DATA FOR THIS TASK ▸
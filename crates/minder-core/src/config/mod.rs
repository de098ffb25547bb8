mod defaults;


use serde::{Deserialize, Serialize};
use std::path::Path;
use tracing::{info, warn};

use crate::error::MinderError;
use defaults::*;

/// Top-level minder configuration.
#[derive(Debug, Clone, Default, Serialize, Deserialize)]
pub struct Config {
    #[serde(default)]
    pub minder: MinderConfig,
    #[serde(default)]
    pub store: StoreConfig,
    #[serde(default)]
    pub channel: ChannelConfig,
    #[serde(default)]
    pub provider: ProviderConfig,
    #[serde(default)]
    pub api: ApiConfig,
    #[serde(default)]
    pub engine: EngineConfig,
}

/// General agent settings.
#[derive(Debug, Clone, Serialize, Deserialize)]
pub struct MinderConfig {
    #[serde(default = "default_name")]
    pub name: String,
    #[serde(default = "default_log_level")]
    pub log_level: String,
}

impl Default for MinderConfig {
    fn default() -> Self {
        Self {
            name: default_name(),
            log_level: default_log_level(),
        }
    }
}

/// Store config.
#[derive(Debug, Clone, Serialize, Deserialize)]
pub struct StoreConfig {
    #[serde(default = "default_db_path")]
    pub db_path: String,
}

impl Default for StoreConfig {
    fn default() -> Self {
        Self {
            db_path: default_db_path(),
        }
    }
}

/// Channel config. Telegram is the only built-in channel.
#[derive(Debug, Clone, Default, Serialize, Deserialize)]
pub struct ChannelConfig {
    pub telegram: Option<TelegramConfig>,
}

/// Telegram Bot API settings (outbound only; inbound arrives via the API).
#[derive(Debug, Clone, Default, Serialize, Deserialize)]
pub struct TelegramConfig {
    #[serde(default)]
    pub enabled: bool,
    #[serde(default)]
    pub bot_token: String,
}

/// Provider config.
#[derive(Debug, Clone, Default, Serialize, Deserialize)]
pub struct ProviderConfig {
    pub openai: Option<OpenAiConfig>,
}

/// OpenAI-compatible generator settings.
#[derive(Debug, Clone, Serialize, Deserialize)]
pub struct OpenAiConfig {
    #[serde(default = "default_openai_base_url")]
    pub base_url: String,
    #[serde(default)]
    pub api_key: String,
    #[serde(default = "default_openai_model")]
    pub model: String,
}

impl Default for OpenAiConfig {
    fn default() -> Self {
        Self {
            base_url: default_openai_base_url(),
            api_key: String::new(),
            model: default_openai_model(),
        }
    }
}

/// Trigger API settings.
#[derive(Debug, Clone, Serialize, Deserialize)]
pub struct ApiConfig {
    #[serde(default = "default_api_host")]
    pub host: String,
    #[serde(default = "default_api_port")]
    pub port: u16,
    /// Shared secret for bearer auth. Empty = no auth (local-only setups).
    #[serde(default)]
    pub shared_secret: String,
}

impl Default for ApiConfig {
    fn default() -> Self {
        Self {
            host: default_api_host(),
            port: default_api_port(),
            shared_secret: String::new(),
        }
    }
}

/// Engine constants: quotas, windows, thresholds. These form the external
/// contract of the scheduling engine.
#[derive(Debug, Clone, Serialize, Deserialize)]
pub struct EngineConfig {
    /// Daily AI-call budget per user.
    #[serde(default = "default_ai_daily_limit")]
    pub ai_daily_limit: u32,
    /// Daily budget for the on-demand "stuck" help feature.
    #[serde(default = "default_help_daily_limit")]
    pub help_daily_limit: u32,
    /// completed/planned ratio counting as a successful day.
    #[serde(default = "default_success_threshold")]
    pub success_threshold: f64,
    /// Reminder look-ahead window, minutes before the scheduled time.
    #[serde(default = "default_reminder_lead_low")]
    pub reminder_lead_low_min: u32,
    #[serde(default = "default_reminder_lead_high")]
    pub reminder_lead_high_min: u32,
    /// Feedback look-back window, minutes after the scheduled time.
    #[serde(default = "default_feedback_lag_low")]
    pub feedback_lag_low_min: u32,
    #[serde(default = "default_feedback_lag_high")]
    pub feedback_lag_high_min: u32,
    /// Expected external trigger cadence; both windows must be wider.
    #[serde(default = "default_sweep_cadence")]
    pub sweep_cadence_min: u32,
    /// Local minutes-of-day after which the morning greeting may fire.
    #[serde(default = "default_greeting_minute")]
    pub greeting_minute: u32,
    /// Local minutes-of-day after which the evening planning prompt may fire.
    #[serde(default = "default_planning_minute")]
    pub planning_minute: u32,
    /// Local minutes-of-day after which the daily summary may run.
    #[serde(default = "default_summary_minute")]
    pub summary_minute: u32,
}

impl Default for EngineConfig {
    fn default() -> Self {
        Self {
            ai_daily_limit: default_ai_daily_limit(),
            help_daily_limit: default_help_daily_limit(),
            success_threshold: default_success_threshold(),
            reminder_lead_low_min: default_reminder_lead_low(),
            reminder_lead_high_min: default_reminder_lead_high(),
            feedback_lag_low_min: default_feedback_lag_low(),
            feedback_lag_high_min: default_feedback_lag_high(),
            sweep_cadence_min: default_sweep_cadence(),
            greeting_minute: default_greeting_minute(),
            planning_minute: default_planning_minute(),
            summary_minute: default_summary_minute(),
        }
    }
}

impl Config {
    /// Check invariants the engine depends on.
    ///
    /// The window checks are the load-bearing ones: a window narrower than
    /// the sweep cadence can skip tasks entirely, and a feedback window that
    /// does not start after the scheduled time would evaluate tasks before
    /// the user could plausibly respond.
    pub fn validate(&self) -> Result<(), MinderError> {
        let e = &self.engine;

        if e.ai_daily_limit == 0 || e.help_daily_limit == 0 {
            return Err(MinderError::Config(
                "daily limits must be at least 1".into(),
            ));
        }
        if !(0.0..=1.0).contains(&e.success_threshold) {
            return Err(MinderError::Config(format!(
                "success_threshold {} outside [0, 1]",
                e.success_threshold
            )));
        }
        if e.reminder_lead_low_min >= e.reminder_lead_high_min {
            return Err(MinderError::Config(
                "reminder_lead_low_min must be below reminder_lead_high_min".into(),
            ));
        }
        if e.feedback_lag_low_min >= e.feedback_lag_high_min {
            return Err(MinderError::Config(
                "feedback_lag_low_min must be below feedback_lag_high_min".into(),
            ));
        }
        if e.reminder_lead_high_min - e.reminder_lead_low_min <= e.sweep_cadence_min {
            return Err(MinderError::Config(
                "reminder window must be wider than the sweep cadence".into(),
            ));
        }
        if e.feedback_lag_high_min - e.feedback_lag_low_min <= e.sweep_cadence_min {
            return Err(MinderError::Config(
                "feedback window must be wider than the sweep cadence".into(),
            ));
        }
        if e.feedback_lag_low_min == 0 {
            return Err(MinderError::Config(
                "feedback_lag_low_min must be at least 1 so evaluation starts after the scheduled time".into(),
            ));
        }
        for (name, m) in [
            ("greeting_minute", e.greeting_minute),
            ("planning_minute", e.planning_minute),
            ("summary_minute", e.summary_minute),
        ] {
            if m >= 1440 {
                return Err(MinderError::Config(format!("{name} {m} outside [0, 1440)")));
            }
        }
        Ok(())
    }
}

/// Load config from a toml file, apply env overrides, and validate.
///
/// A missing file is not an error — defaults apply, which is enough for
/// `minder status` and for test setups.
pub fn load(path: &str) -> Result<Config, MinderError> {
    let mut config: Config = if Path::new(path).exists() {
        let raw = std::fs::read_to_string(path)
            .map_err(|e| MinderError::Config(format!("failed to read {path}: {e}")))?;
        toml::from_str(&raw)
            .map_err(|e| MinderError::Config(format!("failed to parse {path}: {e}")))?
    } else {
        warn!("config file {path} not found, using defaults");
        Config::default()
    };

    // Secrets can come from the environment instead of the file.
    if let Ok(token) = std::env::var("TELEGRAM_BOT_TOKEN") {
        let tg = config.channel.telegram.get_or_insert_with(|| TelegramConfig {
            enabled: true,
            bot_token: String::new(),
        });
        tg.bot_token = token;
    }
    if let Ok(key) = std::env::var("OPENAI_API_KEY") {
        config
            .provider
            .openai
            .get_or_insert_with(OpenAiConfig::default)
            .api_key = key;
    }
    if let Ok(secret) = std::env::var("MINDER_SHARED_SECRET") {
        config.api.shared_secret = secret;
    }

    config.validate()?;
    info!("config loaded from {path}");
    Ok(config)
}
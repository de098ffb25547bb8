//! Per-user streak aggregates.

use super::Store;
use minder_core::error::MinderError;

/// Streak state as the aggregator reads and writes it.
#[derive(Debug, Clone, Default, sqlx::FromRow)]
pub struct UserStatsRow {
    pub current_streak: i64,
    pub longest_streak: i64,
    pub last_success_date: Option<String>,
    pub last_summary_date: Option<String>,
}

impl Store {
    /// Current stats for a user; default zero row when none exists yet.
    pub async fn get_stats(&self, chat_id: &str) -> Result<UserStatsRow, MinderError> {
        let row: Option<UserStatsRow> = sqlx::query_as(
            "SELECT current_streak, longest_streak, last_success_date, last_summary_date \
             FROM user_stats WHERE chat_id = ?",
        )
        .bind(chat_id)
        .fetch_optional(&self.pool)
        .await
        .map_err(|e| MinderError::Store(format!("get stats failed: {e}")))?;
        Ok(row.unwrap_or_default())
    }

    /// Persist the whole stats row in one keyed upsert.
    ///
    /// `last_summary_date` is written together with the streak fields, so a
    /// crash between computing and persisting cannot leave a state a retry
    /// would double-count.
    pub async fn upsert_stats(
        &self,
        chat_id: &str,
        current_streak: i64,
        longest_streak: i64,
        last_success_date: Option<&str>,
        last_summary_date: &str,
    ) -> Result<(), MinderError> {
        sqlx::query(
            "INSERT INTO user_stats \
                 (chat_id, current_streak, longest_streak, last_success_date, last_summary_date) \
             VALUES (?, ?, ?, ?, ?) \
             ON CONFLICT(chat_id) DO UPDATE SET \
                 current_streak = excluded.current_streak, \
                 longest_streak = excluded.longest_streak, \
                 last_success_date = excluded.last_success_date, \
                 last_summary_date = excluded.last_summary_date",
        )
        .bind(chat_id)
        .bind(current_streak)
        .bind(longest_streak)
        .bind(last_success_date)
        .bind(last_summary_date)
        .execute(&self.pool)
        .await
        .map_err(|e| MinderError::Store(format!("upsert stats failed: {e}")))?;
        Ok(())
    }
}
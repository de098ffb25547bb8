//! User rows: creation on first contact, offset updates, iteration.

use super::Store;
use minder_core::{error::MinderError, localtime};

/// A user as the sweeps see it.
#[derive(Debug, Clone, sqlx::FromRow)]
pub struct UserRow {
    pub chat_id: String,
    pub utc_offset_min: i32,
}

impl Store {
    /// Create the user row if it does not exist yet. Idempotent.
    pub async fn ensure_user(&self, chat_id: &str) -> Result<(), MinderError> {
        sqlx::query("INSERT OR IGNORE INTO users (chat_id) VALUES (?)")
            .bind(chat_id)
            .execute(&self.pool)
            .await
            .map_err(|e| MinderError::Store(format!("ensure user failed: {e}")))?;
        Ok(())
    }

    /// Set the user's UTC offset. Rejects offsets outside the supported range;
    /// callers validate first and turn the rejection into a plain user-facing
    /// message.
    pub async fn set_utc_offset(&self, chat_id: &str, offset_min: i32) -> Result<(), MinderError> {
        if !localtime::offset_in_range(offset_min) {
            return Err(MinderError::Store(format!(
                "utc offset {offset_min} outside [{}, {}]",
                localtime::MIN_UTC_OFFSET_MIN,
                localtime::MAX_UTC_OFFSET_MIN
            )));
        }
        sqlx::query("UPDATE users SET utc_offset_min = ? WHERE chat_id = ?")
            .bind(offset_min)
            .bind(chat_id)
            .execute(&self.pool)
            .await
            .map_err(|e| MinderError::Store(format!("set offset failed: {e}")))?;
        Ok(())
    }

    /// Fetch one user.
    pub async fn get_user(&self, chat_id: &str) -> Result<Option<UserRow>, MinderError> {
        sqlx::query_as::<_, UserRow>(
            "SELECT chat_id, utc_offset_min FROM users WHERE chat_id = ?",
        )
        .bind(chat_id)
        .fetch_optional(&self.pool)
        .await
        .map_err(|e| MinderError::Store(format!("get user failed: {e}")))
    }

    /// All users, for sweep iteration.
    pub async fn all_users(&self) -> Result<Vec<UserRow>, MinderError> {
        sqlx::query_as::<_, UserRow>("SELECT chat_id, utc_offset_min FROM users ORDER BY chat_id")
            .fetch_all(&self.pool)
            .await
            .map_err(|e| MinderError::Store(format!("list users failed: {e}")))
    }

    /// Number of known users (health endpoint).
    pub async fn user_count(&self) -> Result<i64, MinderError> {
        let (count,): (i64,) = sqlx::query_as("SELECT COUNT(*) FROM users")
            .fetch_one(&self.pool)
            .await
            .map_err(|e| MinderError::Store(format!("count users failed: {e}")))?;
        Ok(count)
    }
}
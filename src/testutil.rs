//! Shared fixtures for engine and API tests.

use async_trait::async_trait;
use minder_core::{
    config::{EngineConfig, StoreConfig},
    error::MinderError,
    message::GenRequest,
    traits::{Channel, Provider},
};
use minder_store::Store;
use std::sync::{Arc, Mutex};
use tempfile::TempDir;

use crate::engine::Engine;

/// Generator stub: replies `gen:<kind>` or fails on demand.
pub struct MockProvider {
    pub fail: bool,
}

#[async_trait]
impl Provider for MockProvider {
    fn name(&self) -> &str {
        "mock"
    }

    async fn generate(&self, request: &GenRequest) -> Result<String, MinderError> {
        if self.fail {
            return Err(MinderError::Provider("mock generator down".to_string()));
        }
        Ok(format!("gen:{}", request.kind.as_str()))
    }

    async fn is_available(&self) -> bool {
        !self.fail
    }
}

/// Channel stub recording every (chat_id, text) pair, or failing every send.
pub struct MockChannel {
    pub sent: Arc<Mutex<Vec<(String, String)>>>,
    pub fail: bool,
}

impl MockChannel {
    pub fn new() -> (Self, Arc<Mutex<Vec<(String, String)>>>) {
        let sent = Arc::new(Mutex::new(Vec::new()));
        (
            Self {
                sent: Arc::clone(&sent),
                fail: false,
            },
            sent,
        )
    }
}

#[async_trait]
impl Channel for MockChannel {
    fn name(&self) -> &str {
        "mock"
    }

    async fn send(&self, chat_id: &str, text: &str) -> Result<(), MinderError> {
        if self.fail {
            return Err(MinderError::Channel("mock channel down".to_string()));
        }
        self.sent
            .lock()
            .unwrap()
            .push((chat_id.to_string(), text.to_string()));
        Ok(())
    }
}

/// Engine over a store in a temp directory. Keep the `TempDir` alive for the
/// duration of the test.
pub async fn test_engine(
    config: EngineConfig,
    provider_fails: bool,
) -> (Engine, Arc<Mutex<Vec<(String, String)>>>, TempDir) {
    let dir = TempDir::new().unwrap();
    let db_path = dir.path().join("test.db").to_string_lossy().into_owned();
    let store = Store::new(&StoreConfig { db_path }).await.unwrap();

    let (channel, sent) = MockChannel::new();
    let engine = Engine::new(
        store,
        Arc::new(MockProvider {
            fail: provider_fails,
        }),
        Arc::new(channel),
        config,
    );
    (engine, sent, dir)
}

/// Like [`test_engine`], but every channel send fails.
pub async fn test_engine_channel_down(config: EngineConfig) -> (Engine, TempDir) {
    let dir = TempDir::new().unwrap();
    let db_path = dir.path().join("test.db").to_string_lossy().into_owned();
    let store = Store::new(&StoreConfig { db_path }).await.unwrap();

    let (mut channel, _sent) = MockChannel::new();
    channel.fail = true;
    let engine = Engine::new(
        store,
        Arc::new(MockProvider { fail: false }),
        Arc::new(channel),
        config,
    );
    (engine, dir)
}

PROBLEM DESCRIPTION ▸ Reproduce word for word only the first line of the listing above and each line after it through the line with "only built-in channel.".

THE COMPLETED TASK ▸
filename crates/minder-core/src/config/mod.rs
repository de098ffb25547bb8
mod defaults;


use serde::{Deserialize, Serialize};
use std::path::Path;
use tracing::{info, warn};

use crate::error::MinderError;
use defaults::*;

/// Top-level minder configuration.
#[derive(Debug, Clone, Default, Serialize, Deserialize)]
pub struct Config {
    #[serde(default)]
    pub minder: MinderConfig,
    #[serde(default)]
    pub store: StoreConfig,
    #[serde(default)]
    pub channel: ChannelConfig,
    #[serde(default)]
    pub provider: ProviderConfig,
    #[serde(default)]
    pub api: ApiConfig,
    #[serde(default)]
    pub engine: EngineConfig,
}

/// General agent settings.
#[derive(Debug, Clone, Serialize, Deserialize)]
pub struct MinderConfig {
    #[serde(default = "default_name")]
    pub name: String,
    #[serde(default = "default_log_level")]
    pub log_level: String,
}

impl Default for MinderConfig {
    fn default() -> Self {
        Self {
            name: default_name(),
            log_level: default_log_level(),
        }
    }
}

/// Store config.
#[derive(Debug, Clone, Serialize, Deserialize)]
pub struct StoreConfig {
    #[serde(default = "default_db_path")]
    pub db_path: String,
}

impl Default for StoreConfig {
    fn default() -> Self {
        Self {
            db_path: default_db_path(),
        }
    }
}

/// Channel config. Telegram is the only built-in channel.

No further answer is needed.